Democrats are ready to raise taxes. They want more revenue, in part to fund an out-of-this-world amount of new spending. Some simply want to soak the rich, as Rep. Alexandria Ocasio-Cortez (D–N.Y.) plainly signaled at the Met Gala by wearing a white dress with “TAX THE RICH” scrawled across it in red paint. While the public may be more receptive to the idea because of concerns over high budget deficits, let’s not be naive—many voters believe that these tax hikes won’t hit them. There’s so much wrong about this assumption.

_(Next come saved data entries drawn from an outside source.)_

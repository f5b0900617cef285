//! Configuration loading from disk.

use std::fs;
use std::path::Path;

use crate::config::schema::ProxyConfig;
use crate::config::validation::{validate_config, ValidationError};

/// Error type for configuration loading.
#[derive(Debug)]
pub enum ConfigError {
    Io(std::io::Error),
    Parse(toml::de::Error),
    Validation(Vec<ValidationError>),
}

impl std::fmt::Display for ConfigError {
    fn fmt(&self, f: &mut std::fmt::Formatter<'_>) -> std::fmt::Result {
        match self {
            ConfigError::Io(e) => write!(f, "IO error: {}", e),
            ConfigError::Parse(e) => write!(f, "Parse error: {}", e),
            ConfigError::Validation(errors) => {
                write!(f, "Validation failed: ")?;
                for (i, err) in errors.iter().enumerate() {
                    if i > 0 {
                        write!(f, ", ")?;
                    }
                    write!(f, "{}", err)?;
                }
                Ok(())
            }
        }
    }
}

impl std::error::Error for ConfigError {
    fn source(&self) -> Option<&(dyn std::error::Error + 'static)> {
        match self {
            ConfigError::Io(e) => Some(e),
            ConfigError::Parse(e) => Some(e),
            ConfigError::Validation(_) => None,
        }
    }
}

/// Parse and validate configuration from TOML text.
pub fn parse_config(content: &str) -> Result<ProxyConfig, ConfigError> {
    let config: ProxyConfig = toml::from_str(content).map_err(ConfigError::Parse)?;
    validate_config(&config).map_err(ConfigError::Validation)?;
    Ok(config)
}

/// Read configuration from a TOML file without semantic validation.
///
/// Callers that layer overrides on top (e.g. CLI flags) validate afterwards.
pub fn read_config(path: &Path) -> Result<ProxyConfig, ConfigError> {
    let content = fs::read_to_string(path).map_err(ConfigError::Io)?;
    toml::from_str(&content).map_err(ConfigError::Parse)
}

/// Load and validate configuration from a TOML file.
pub fn load_config(path: &Path) -> Result<ProxyConfig, ConfigError> {
    let config = read_config(path)?;
    validate_config(&config).map_err(ConfigError::Validation)?;
    Ok(config)
}
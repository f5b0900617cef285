//! Observability subsystem.
//!
//! # Data Flow
//! ```text
//! Server and startup code produce:
//!     → logging.rs (structured log events via tracing)
//!     → metrics.rs (request counters and latency histograms)
//!
//! Consumers:
//!     → stdout (pretty or JSON lines)
//!     → Metrics endpoint (Prometheus scrape)
//! ```
//!
//! # Design Decisions
//! - Request ID flows through logs via the trace span
//! - The GeoIP layer itself emits nothing per request; misses are not faults
//! - Metrics are cheap (atomic increments)

pub mod logging;
pub mod metrics;
//! GeoIP request enrichment subsystem.
//!
//! # Data Flow
//! ```text
//! Incoming request:
//!     → layer.rs (pick source address: configured header or peer address)
//!     → parse to IpAddr (bare IP or ip:port)
//!     → database.rs (country lookup against the MMDB reader)
//!     → append country header on success
//!     → inner service (always, exactly once)
//! ```
//!
//! # Design Decisions
//! - Fail open: parse errors and lookup misses leave the request untouched
//! - Reader opened once at construction, shared read-only via Arc
//! - Country header is appended, never overwritten

pub mod database;
pub mod error;
pub mod layer;

pub use database::{CountryLookup, GeoIpDatabase, LookupError};
pub use error::GeoIpError;
pub use layer::{GeoIp2, GeoIp2Layer, RemoteAddr};

use crate::config::GeoIpConfig;

/// Default name of the header carrying the country code.
pub const DEFAULT_COUNTRY_HEADER: &str = "X-Country";

/// Default enrichment configuration: `X-Country` destination, peer address as
/// source, no database path.
pub fn create_default_config() -> GeoIpConfig {
    GeoIpConfig::default()
}
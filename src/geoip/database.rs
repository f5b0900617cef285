//! Country lookups against a MaxMind DB (GeoIP2 / GeoLite2) file.
//!
//! # Responsibilities
//! - Open the database file once, at startup
//! - Resolve an IP address to its ISO 3166-1 alpha-2 country code
//!
//! # Design Decisions
//! - The binary format is handled entirely by the `maxminddb` reader
//! - The reader is immutable after open, so lookups need no locking

use std::net::IpAddr;
use std::path::Path;

use maxminddb::{geoip2, MaxMindDBError, Reader};

/// Request-time lookup failure. Callers treat every variant as "no match".
#[derive(Debug, thiserror::Error)]
pub enum LookupError {
    #[error("address not found: {0}")]
    AddressNotFound(IpAddr),
    #[error("no country recorded for {0}")]
    NoCountry(IpAddr),
    #[error("lookup failed for {ip}: {reason}")]
    Database { ip: IpAddr, reason: String },
}

/// Resolves IP addresses to country codes.
///
/// Implementations are shared across all in-flight requests and must be safe
/// for concurrent reads.
pub trait CountryLookup: Send + Sync {
    /// Returns the ISO country code recorded for `ip`.
    fn country_code(&self, ip: IpAddr) -> Result<String, LookupError>;
}

/// An opened MMDB file.
pub struct GeoIpDatabase {
    reader: Reader<Vec<u8>>,
}

impl GeoIpDatabase {
    /// Read and parse the database at `path`.
    pub fn open(path: impl AsRef<Path>) -> Result<Self, MaxMindDBError> {
        let path = path.as_ref();
        let reader = Reader::open_readfile(path)?;

        tracing::info!(
            path = %path.display(),
            database_type = %reader.metadata.database_type,
            build_epoch = reader.metadata.build_epoch,
            ip_version = reader.metadata.ip_version,
            "GeoIP database loaded"
        );

        Ok(Self { reader })
    }
}

impl CountryLookup for GeoIpDatabase {
    fn country_code(&self, ip: IpAddr) -> Result<String, LookupError> {
        let record: geoip2::Country<'_> = match self.reader.lookup(ip) {
            Ok(record) => record,
            Err(MaxMindDBError::AddressNotFoundError(_)) => return Err(LookupError::AddressNotFound(ip)),
            Err(err) => {
                return Err(LookupError::Database {
                    ip,
                    reason: err.to_string(),
                })
            }
        };

        record
            .country
            .and_then(|country| country.iso_code)
            .map(str::to_owned)
            .ok_or(LookupError::NoCountry(ip))
    }
}

impl std::fmt::Debug for GeoIpDatabase {
    fn fmt(&self, f: &mut std::fmt::Formatter<'_>) -> std::fmt::Result {
        f.debug_struct("GeoIpDatabase")
            .field("database_type", &self.reader.metadata.database_type)
            .field("build_epoch", &self.reader.metadata.build_epoch)
            .finish()
    }
}

/// A tiny hand-encoded IPv4 MMDB file for tests.
///
/// Search tree (two nodes, 24-bit records), keyed on the first two address bits:
/// - `0 0 …` (e.g. 1.6.0.0, 2.0.0.0, 4.0.0.0): `{country: {iso_code: "US"}}`
/// - `0 1 …` (e.g. 109.194.11.1, 127.0.0.1): `{continent: {code: "EU"}}`, no country
/// - `1 …` (e.g. 192.168.1.1): not in the database
#[cfg(test)]
pub(crate) mod fixture {
    use std::io::Write;

    const NODE_COUNT: u32 = 2;
    const METADATA_MARKER: &[u8] = b"\xAB\xCD\xEFMaxMind.com";

    fn control(out: &mut Vec<u8>, kind: u8, size: usize) {
        assert!(size < 29);
        if kind <= 7 {
            out.push((kind << 5) | size as u8);
        } else {
            out.push(size as u8);
            out.push(kind - 7);
        }
    }

    fn string(s: &str) -> Vec<u8> {
        let mut out = Vec::new();
        control(&mut out, 2, s.len());
        out.extend_from_slice(s.as_bytes());
        out
    }

    /// Unsigned integer of MMDB type `kind` (5 = u16, 6 = u32, 9 = u64).
    fn uint(kind: u8, value: u64) -> Vec<u8> {
        let bytes = value.to_be_bytes();
        let skip = bytes.iter().take_while(|b| **b == 0).count();
        let mut out = Vec::new();
        control(&mut out, kind, bytes.len() - skip);
        out.extend_from_slice(&bytes[skip..]);
        out
    }

    fn map(entries: &[(&str, Vec<u8>)]) -> Vec<u8> {
        let mut out = Vec::new();
        control(&mut out, 7, entries.len());
        for (key, value) in entries {
            out.extend(string(key));
            out.extend_from_slice(value);
        }
        out
    }

    fn array(items: &[Vec<u8>]) -> Vec<u8> {
        let mut out = Vec::new();
        control(&mut out, 11, items.len());
        for item in items {
            out.extend_from_slice(item);
        }
        out
    }

    fn record24(out: &mut Vec<u8>, value: u32) {
        out.extend_from_slice(&value.to_be_bytes()[1..]);
    }

    pub(crate) fn bytes() -> Vec<u8> {
        let with_country = map(&[("country", map(&[("iso_code", string("US"))]))]);
        let without_country = map(&[("continent", map(&[("code", string("EU"))]))]);

        // Data pointers are offsets into the data section plus node_count + 16.
        let data_base = NODE_COUNT + 16;
        let not_found = NODE_COUNT;

        let mut out = Vec::new();
        record24(&mut out, 1);
        record24(&mut out, not_found);
        record24(&mut out, data_base);
        record24(&mut out, data_base + with_country.len() as u32);
        out.extend_from_slice(&[0u8; 16]);
        out.extend(with_country);
        out.extend(without_country);

        out.extend_from_slice(METADATA_MARKER);
        out.extend(map(&[
            ("binary_format_major_version", uint(5, 2)),
            ("binary_format_minor_version", uint(5, 0)),
            ("build_epoch", uint(9, 1_700_000_000)),
            ("database_type", string("Fixture-Country")),
            ("description", map(&[("en", string("test fixture"))])),
            ("ip_version", uint(5, 4)),
            ("languages", array(&[string("en")])),
            ("node_count", uint(6, NODE_COUNT as u64)),
            ("record_size", uint(5, 24)),
        ]));
        out
    }

    /// Write the fixture to a temp file that lives as long as the handle.
    pub(crate) fn file() -> tempfile::NamedTempFile {
        let mut file = tempfile::NamedTempFile::new().unwrap();
        file.write_all(&bytes()).unwrap();
        file
    }
}

#[cfg(test)]
mod tests {
    use super::*;
    use std::io::Write;

    #[test]
    fn test_open_missing_file() {
        let result = GeoIpDatabase::open("/nonexistent/GeoLite2-Country.mmdb");
        assert!(matches!(result, Err(MaxMindDBError::IoError(_))));
    }

    #[test]
    fn test_open_corrupt_file() {
        let mut file = tempfile::NamedTempFile::new().unwrap();
        file.write_all(b"definitely not a maxmind database").unwrap();

        assert!(GeoIpDatabase::open(file.path()).is_err());
    }

    #[test]
    fn test_open_empty_file() {
        let file = tempfile::NamedTempFile::new().unwrap();
        assert!(GeoIpDatabase::open(file.path()).is_err());
    }

    #[test]
    fn test_lookup_hit() {
        let file = fixture::file();
        let db = GeoIpDatabase::open(file.path()).unwrap();

        for ip in ["4.0.0.0", "2.0.0.0", "1.6.0.0"] {
            assert_eq!(db.country_code(ip.parse().unwrap()).unwrap(), "US", "{ip}");
        }
    }

    #[test]
    fn test_lookup_address_not_found() {
        let file = fixture::file();
        let db = GeoIpDatabase::open(file.path()).unwrap();

        let ip: IpAddr = "192.168.1.1".parse().unwrap();
        assert!(matches!(db.country_code(ip), Err(LookupError::AddressNotFound(miss)) if miss == ip));
    }

    #[test]
    fn test_lookup_record_without_country() {
        let file = fixture::file();
        let db = GeoIpDatabase::open(file.path()).unwrap();

        let ip: IpAddr = "127.0.0.1".parse().unwrap();
        assert!(matches!(db.country_code(ip), Err(LookupError::NoCountry(miss)) if miss == ip));
    }

    #[test]
    fn test_lookup_ipv6_in_ipv4_database() {
        let file = fixture::file();
        let db = GeoIpDatabase::open(file.path()).unwrap();

        assert!(db.country_code("2001:4860::1".parse().unwrap()).is_err());
    }
}
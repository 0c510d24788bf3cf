pub mod completion_service;
pub mod enrichment_service;
pub mod fallback_service;
pub mod image_search_service;
pub mod prompt_builder;
pub mod synthesis_service;
use chrono::NaiveDate;
use serde::{Deserialize, Deserializer, Serialize};
use std::error::Error;
use std::fmt;

#[derive(Debug, Deserialize, Serialize, Clone)]
pub struct DateRange {
    pub from: NaiveDate,
    pub to: NaiveDate,
}

/// Wire shape of a trip submission. The form layer sends `budget` and
/// `people` as either JSON numbers or numeric strings, so both fields accept
/// either encoding.
#[derive(Debug, Deserialize, Clone)]
pub struct ItinerarySubmission {
    pub destination: String,
    #[serde(deserialize_with = "number_or_string_f64")]
    pub budget: f64,
    #[serde(deserialize_with = "number_or_string_u32")]
    pub people: u32,
    #[serde(rename = "dateRange")]
    pub date_range: DateRange,
    #[serde(rename = "travelStyle")]
    pub travel_style: String,
}

/// A validated trip submission. Constructed once per request and dropped
/// after synthesis.
#[derive(Debug, Clone)]
pub struct TripRequest {
    pub destination: String,
    pub budget: f64,
    pub party_size: u32,
    pub start: NaiveDate,
    pub end: NaiveDate,
    pub travel_style: String,
}

#[derive(Debug, PartialEq)]
pub enum TripRequestError {
    EmptyDestination,
    NonPositiveBudget,
    ZeroPartySize,
    InvertedDateRange,
}

impl fmt::Display for TripRequestError {
    fn fmt(&self, f: &mut fmt::Formatter<'_>) -> fmt::Result {
        match self {
            TripRequestError::EmptyDestination => write!(f, "destination must not be empty"),
            TripRequestError::NonPositiveBudget => write!(f, "budget must be a positive number"),
            TripRequestError::ZeroPartySize => write!(f, "people must be at least 1"),
            TripRequestError::InvertedDateRange => {
                write!(f, "dateRange.from must not be after dateRange.to")
            }
        }
    }
}

impl Error for TripRequestError {}

impl TripRequest {
    pub fn new(
        destination: String,
        budget: f64,
        party_size: u32,
        start: NaiveDate,
        end: NaiveDate,
        travel_style: String,
    ) -> Result<Self, TripRequestError> {
        if destination.trim().is_empty() {
            return Err(TripRequestError::EmptyDestination);
        }
        if !(budget > 0.0) {
            return Err(TripRequestError::NonPositiveBudget);
        }
        if party_size == 0 {
            return Err(TripRequestError::ZeroPartySize);
        }
        if start > end {
            return Err(TripRequestError::InvertedDateRange);
        }

        Ok(Self {
            destination,
            budget,
            party_size,
            start,
            end,
            travel_style,
        })
    }

    /// Inclusive day count for the trip. Guaranteed >= 1 by construction.
    pub fn num_days(&self) -> u32 {
        ((self.end - self.start).num_days() + 1) as u32
    }
}

impl TryFrom<ItinerarySubmission> for TripRequest {
    type Error = TripRequestError;

    fn try_from(submission: ItinerarySubmission) -> Result<Self, Self::Error> {
        TripRequest::new(
            submission.destination,
            submission.budget,
            submission.people,
            submission.date_range.from,
            submission.date_range.to,
            submission.travel_style,
        )
    }
}

#[derive(Deserialize)]
#[serde(untagged)]
enum NumberOrString {
    Number(f64),
    Text(String),
}

fn number_or_string_f64<'de, D>(deserializer: D) -> Result<f64, D::Error>
where
    D: Deserializer<'de>,
{
    match NumberOrString::deserialize(deserializer)? {
        NumberOrString::Number(n) => Ok(n),
        NumberOrString::Text(s) => s
            .trim()
            .parse::<f64>()
            .map_err(|_| serde::de::Error::custom(format!("invalid numeric value: {}", s))),
    }
}

fn number_or_string_u32<'de, D>(deserializer: D) -> Result<u32, D::Error>
where
    D: Deserializer<'de>,
{
    match NumberOrString::deserialize(deserializer)? {
        NumberOrString::Number(n) => {
            if n.fract() == 0.0 && n >= 0.0 && n <= u32::MAX as f64 {
                Ok(n as u32)
            } else {
                Err(serde::de::Error::custom(format!(
                    "invalid integer value: {}",
                    n
                )))
            }
        }
        NumberOrString::Text(s) => s
            .trim()
            .parse::<u32>()
            .map_err(|_| serde::de::Error::custom(format!("invalid integer value: {}", s))),
    }
}
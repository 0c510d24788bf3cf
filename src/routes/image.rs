use actix_web::{web, HttpResponse, Responder};
use serde_json::json;

use crate::services::enrichment_service::LocationEnricher;

#[derive(serde::Deserialize)]
pub struct ImageSearchParams {
    query: String,
}

/*
    /api/images/search

    Always responds 200 with an imageUrl; an unresolvable query degrades to
    the placeholder rather than an error.
*/
pub async fn search(
    enricher: web::Data<LocationEnricher>,
    input: web::Json<ImageSearchParams>,
) -> impl Responder {
    let image_url = enricher.resolve_query(&input.query).await;
    HttpResponse::Ok().json(json!({ "imageUrl": image_url }))
}
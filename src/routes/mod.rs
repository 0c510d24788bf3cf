pub mod health;
pub mod image;
pub mod itinerary;
use reqwest::Client;
use serde::{Deserialize, Serialize};
use std::error::Error;
use std::fmt;

const DEFAULT_BASE_URL: &str = "https://api.openai.com/v1";
const COMPLETION_MODEL: &str = "gpt-4o-mini";
const SAMPLING_TEMPERATURE: f64 = 0.7;
const MAX_OUTPUT_TOKENS: u32 = 2048;

#[derive(Debug, Serialize)]
struct ChatCompletionRequest {
    model: String,
    messages: Vec<ChatMessage>,
    temperature: f64,
    max_tokens: u32,
}

#[derive(Debug, Serialize)]
struct ChatMessage {
    role: String,
    content: String,
}

#[derive(Debug, Deserialize)]
struct ChatCompletionResponse {
    choices: Vec<ChatChoice>,
}

#[derive(Debug, Deserialize)]
struct ChatChoice {
    message: ChatChoiceMessage,
}

#[derive(Debug, Deserialize)]
struct ChatChoiceMessage {
    content: String,
}

#[derive(Debug)]
pub enum CompletionError {
    HttpError(reqwest::Error),
    ResponseError(String),
}

impl fmt::Display for CompletionError {
    fn fmt(&self, f: &mut fmt::Formatter<'_>) -> fmt::Result {
        match self {
            CompletionError::HttpError(err) => write!(f, "HTTP error: {}", err),
            CompletionError::ResponseError(msg) => write!(f, "Response error: {}", msg),
        }
    }
}

impl Error for CompletionError {}

impl From<reqwest::Error> for CompletionError {
    fn from(err: reqwest::Error) -> Self {
        CompletionError::HttpError(err)
    }
}

/// Client for the chat-completion upstream. One request per synthesis, no
/// retries; every failure is reported to the caller, which substitutes the
/// fallback plan.
#[derive(Clone)]
pub struct CompletionClient {
    client: Client,
    api_key: String,
    base_url: String,
}

impl CompletionClient {
    pub fn new(client: Client, api_key: String) -> Self {
        Self {
            client,
            api_key,
            base_url: DEFAULT_BASE_URL.to_string(),
        }
    }

    pub fn with_base_url(mut self, base_url: impl Into<String>) -> Self {
        self.base_url = base_url.into();
        self
    }

    /// Sends the prompt as a single user-role message and returns the raw
    /// generated text from `choices[0].message.content`.
    pub async fn complete(&self, prompt: &str) -> Result<String, CompletionError> {
        let url = format!(
            "{}/chat/completions",
            self.base_url.trim_end_matches('/')
        );

        let request = ChatCompletionRequest {
            model: COMPLETION_MODEL.to_string(),
            messages: vec![ChatMessage {
                role: "user".to_string(),
                content: prompt.to_string(),
            }],
            temperature: SAMPLING_TEMPERATURE,
            max_tokens: MAX_OUTPUT_TOKENS,
        };

        let response = self
            .client
            .post(&url)
            .header("Authorization", format!("Bearer {}", self.api_key))
            .header("Content-Type", "application/json")
            .json(&request)
            .send()
            .await?;

        let status = response.status();
        if !status.is_success() {
            let error_text = response
                .text()
                .await
                .unwrap_or_else(|_| "Unknown error".to_string());
            return Err(CompletionError::ResponseError(format!(
                "Completion request failed with status {}: {}",
                status, error_text
            )));
        }

        let completion: ChatCompletionResponse = response
            .json()
            .await
            .map_err(|e| CompletionError::ResponseError(format!("Failed to parse response: {}", e)))?;

        completion
            .choices
            .into_iter()
            .next()
            .map(|choice| choice.message.content)
            .ok_or_else(|| CompletionError::ResponseError("Response contained no choices".to_string()))
    }
}
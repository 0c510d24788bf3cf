use futures::future::join_all;

use crate::config::AppConfig;
use crate::models::image::LocationImage;
use crate::models::itinerary::Itinerary;
use crate::services::image_search_service::{ImageSearchClient, PLACEHOLDER_IMAGE_URL};

/// Resolves every location referenced by an itinerary to a representative
/// image. Lookups are independent: one location failing never affects the
/// others, and any failure degrades that location to the placeholder.
pub struct LocationEnricher {
    search: Option<ImageSearchClient>,
}

impl LocationEnricher {
    pub fn new(config: &AppConfig, client: reqwest::Client) -> Self {
        let search = match (&config.google_search_api_key, &config.google_search_engine_id) {
            (Some(api_key), Some(engine_id)) => Some(ImageSearchClient::new(
                client,
                api_key.clone(),
                engine_id.clone(),
            )),
            _ => {
                println!("Image search credentials not configured. Locations will use the placeholder image.");
                None
            }
        };

        Self { search }
    }

    pub fn with_search_client(search: Option<ImageSearchClient>) -> Self {
        Self { search }
    }

    /// One entry per unique location across all days, in first-seen order.
    /// The mapping is complete before it is returned; lookups fan out
    /// concurrently and each writes only its own slot.
    pub async fn enrich_locations(&self, itinerary: &Itinerary) -> Vec<LocationImage> {
        let locations = unique_locations(itinerary);

        let lookups = locations.iter().map(|location| async move {
            LocationImage {
                location: location.clone(),
                image_url: self
                    .resolve_query(&format!("{} {}", location, itinerary.destination))
                    .await,
            }
        });

        join_all(lookups).await
    }

    /// Resolves a single search query to an image URL, degrading to the
    /// placeholder sentinel on missing credentials, transport failure, or an
    /// empty result set. Never fails.
    pub async fn resolve_query(&self, query: &str) -> String {
        let Some(search) = &self.search else {
            return PLACEHOLDER_IMAGE_URL.to_string();
        };

        match search.search_image(query).await {
            Ok(url) => url,
            Err(err) => {
                eprintln!("Image lookup failed for '{}': {}", query, err);
                PLACEHOLDER_IMAGE_URL.to_string()
            }
        }
    }
}

/// Flattens all activities and projects their locations, deduplicated in
/// first-seen order.
pub fn unique_locations(itinerary: &Itinerary) -> Vec<String> {
    let mut locations: Vec<String> = Vec::new();

    for day in &itinerary.days {
        for activity in &day.activities {
            if !locations.iter().any(|seen| seen == &activity.location) {
                locations.push(activity.location.clone());
            }
        }
    }

    locations
}
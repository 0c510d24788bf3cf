use serde::{Deserialize, Serialize};

/// One resolved entry in the location-to-image mapping handed to the
/// rendering layer. `image_url` is either an absolute URL from the image
/// search upstream or the placeholder sentinel.
#[derive(Debug, Deserialize, Serialize, Clone, PartialEq)]
pub struct LocationImage {
    pub location: String,
    #[serde(rename = "imageUrl")]
    pub image_url: String,
}
pub mod config;
pub mod models;
pub mod routes;
pub mod services;
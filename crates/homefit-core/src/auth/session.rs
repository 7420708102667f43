use crate::error::{HomefitError, Result};
use crate::models::UserId;

/// Logged-in state for one interactive session.
///
/// The front end owns this and passes it to every `App` call; nothing in the
/// library keeps a global notion of the current user.
#[derive(Debug, Clone, Default, PartialEq, Eq)]
pub struct Session {
    user_id: Option<UserId>,
    login: Option<String>,
}

impl Session {
    pub fn new() -> Self {
        Self::default()
    }

    pub fn login(&mut self, user_id: UserId, login: impl Into<String>) {
        self.user_id = Some(user_id);
        self.login = Some(login.into());
    }

    pub fn logout(&mut self) {
        self.user_id = None;
        self.login = None;
    }

    pub fn is_logged_in(&self) -> bool {
        self.user_id.is_some()
    }

    pub fn user_id(&self) -> Option<UserId> {
        self.user_id
    }

    /// Login name of the current user, if any
    pub fn login_name(&self) -> Option<&str> {
        self.login.as_deref()
    }

    /// The current user id, or `NotLoggedIn`.
    pub fn require_user(&self) -> Result<UserId> {
        self.user_id.ok_or(HomefitError::NotLoggedIn)
    }
}

#[cfg(test)]
mod tests {
    use super::*;

    #[test]
    fn test_new_session_is_logged_out() {
        let session = Session::new();
        assert!(!session.is_logged_in());
        assert_eq!(session.user_id(), None);
        assert!(matches!(session.require_user(), Err(HomefitError::NotLoggedIn)));
    }

    #[test]
    fn test_login_then_logout() {
        let mut session = Session::new();
        session.login(3, "alice");
        assert!(session.is_logged_in());
        assert_eq!(session.require_user().unwrap(), 3);
        assert_eq!(session.login_name(), Some("alice"));

        session.logout();
        assert_eq!(session, Session::default());
    }
}
use argon2::password_hash::{PasswordHash, PasswordHasher, PasswordVerifier, SaltString};
use argon2::Argon2;
use rand::rngs::OsRng;
use serde::{Deserialize, Serialize};
use sha2::{Digest, Sha256};

use crate::error::{HomefitError, Result};

/// Prefix of every Argon2 PHC string.
const ARGON2_PREFIX: &str = "$argon2";

/// How new password hashes are produced.
///
/// `Sha256` is the unsalted hex digest older credential files contain. It is
/// fast and unsalted, so identical passwords share a digest; prefer `Argon2`.
/// Verification accepts either format regardless of this setting.
#[derive(Debug, Clone, Copy, Default, PartialEq, Eq, Serialize, Deserialize)]
#[serde(rename_all = "lowercase")]
pub enum PasswordScheme {
    Sha256,
    #[default]
    Argon2,
}

/// Deterministic SHA-256 hex digest (64 lowercase hex chars).
pub fn hash(password: &str) -> String {
    hex::encode(Sha256::digest(password.as_bytes()))
}

/// Hash a password for storage using `scheme`.
pub fn hash_with(scheme: PasswordScheme, password: &str) -> Result<String> {
    match scheme {
        PasswordScheme::Sha256 => Ok(hash(password)),
        PasswordScheme::Argon2 => {
            let salt = SaltString::generate(&mut OsRng);
            let phc = Argon2::default()
                .hash_password(password.as_bytes(), &salt)
                .map_err(|e| HomefitError::PasswordHash(e.to_string()))?;
            Ok(phc.to_string())
        }
    }
}

/// Check `password` against a stored hash of either format.
pub fn verify(password: &str, stored: &str) -> bool {
    if stored.starts_with(ARGON2_PREFIX) {
        match PasswordHash::new(stored) {
            Ok(parsed) => Argon2::default()
                .verify_password(password.as_bytes(), &parsed)
                .is_ok(),
            Err(_) => false,
        }
    } else {
        hash(password) == stored
    }
}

Writing for The Dispatch, the Manhattan Institute’s Brian Riedl documents President Joe Biden’s spending plan, which would expand federal government spending by $11 trillion over the next decade. This spending would help fund a cradle-to-grave new world in which government is omnipresent in our lives. The spending would increase family assistance by $550 billion. Another $700 billion would be wasted on counterproductive “Buy America” provisions. Expansion of the Affordable Care Act would cost another $1.4 trillion; some $2 trillion would go to a Green New Deal; K-12 schools would get more money. All of this is on top of the $6.6 trillion spent on COVID-19 relief.
Biden would partially pay for this $11 trillion with $3.6 trillion from higher taxes. As Riedl explains, “it would represent the largest permanent tax increase since World War II.” Even if the president got the revenue he hopes to collect with these tax hikes—which won’t happen once people start moving their capital around to avoid the oppressive tax burden—it would only cover a third of the new spending. Meanwhile, the House Democrats have their own $2.2 trillion tax plan, which covers even less of the new spending.